The way in which the movie is directed by Volker Schlondorff represents an interpretation that enhances the satirical nature of the play as it was written by Arthur Miller.

The This can be shown in the way that the director handles flashbacks within the play, in which he uses precisely the same actors despite the time lapse and the major physical changes that should have been evident. One notable example of this is seen in the flashback containing Biff and Happy Loman as well as their friend Bernard. The two boys play football, both behaving and speaking as teenagers.The situations that surround them are ones that have to do with school and teenage life. Yet, the director uses the two adult actors who are obviously too old to be behaving in such a way. This decision by the director actually enhances the play as it amplifies the message that the boys have progressed very little since that stage of their lives.

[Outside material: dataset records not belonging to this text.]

pub mod app;
pub mod commands;
pub mod config;
pub mod context;
pub mod demo;
pub mod dispatch;
pub mod env;
pub mod output;
pub mod replay;
pub mod runtime;

pub use app::run;
pub use demo::{cmd_demo, run_demo, DemoArgs, DemoSummary, GroupSummary};
pub use replay::{cmd_replay, replay_script, ReplayArgs, ReplayReport, ReplayStep};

This scene, in fact, serves primarily to illuminate how Biff came to his current state, and his father’s method of passing on his idealism to him is illuminated.The director handles this well through the use of lighting and setting in a method that dramatizes the naivete and idealism of both the father and sons. The lighting conditions in Schlondorff’s film are very harsh, depicting a very sunny day where the two boys are playing football outside. The heavy lighting and the outdoor setting contrast well with the darker and confined indoor setting of the rest of the play.

This light represents not just the youth and fervor of the two sons, but the bright hopes that their futures represented.The representation of these hopes in the physical features of the grown men (as previously mentioned) allows the director to highlight the futile nature of all their hopes. It is in this setting that Willy Loman demonstrates this idealism when he cries, “That’s why I thank Almighty God you’re both built like Adonises. ” The overly lighted setting enhances the artlessness of the father in the way he misapplies the encouragement of his sons. It also highlights the fatal mistake made by Biff when he refuses to study for his math exam and relies solely on football as his means of social elevation.The method chosen by the director of creating the props and the staging for the settings and sceneries of the movie also shows the creative lengths he goes to in order to cause the play to remain authentic.

The house, yard, street, and business places seen within the movie adaptation of the play are very clearly built to look like a staged version of the play. The confined nature of a stage is used by the director as a tool to enhance and highlight the confined nature of Willy Loman’s life. The edges of the stage are subliminally represented to be like the edges of Loman’s life.In fact, they seem to represent his prospects and the idea that he cannot go very far. The director uses the staging as a tool to communicate this to the audience, as he realizes that the usual true-to-life settings of movies create an air of freedom and hope that just is not present in the life of Loman and his family.

The narrowed scopes of a stage therefore serve to represent the narrow scope of Loman’s life. The theme of futility in the midst of enthusiasm and hard work is demonstrated in the lives of these characters. The futility has already been hinted at in the prospects of the two Loman sons.It is, however, most poignantly expressed in the life of Willy Loman who, after over thirty years of working in sales for his employer, is reduced to working merely for commission in his old age.

This movie points out the depressing idea that despite years of hard work, some persons may just be destined to lowness and inconsequence. Despite having doen great things, some people like Loman are doomed to die in poverty and obscurity. This is shown in the juxtaposition of Willy and the boss’ son Howard, who has done little work yet inherits the firm.Loman, however, who has worked hard for the firm for 30 years—and who even had the honor of naming Howard—dies in poverty. Charley’s speech to Loman is telling: “The only thing you got in this world is what you can sell. And the funy thing is that you’re a salesman, and you don’t know that.

” Not only does this demonstrate the harsh conditions of the world that has been so cruel to Loman, but it highlights his determination to remain idealistic and never to learn from previous experiences. This attitude is the author of his life’s futility.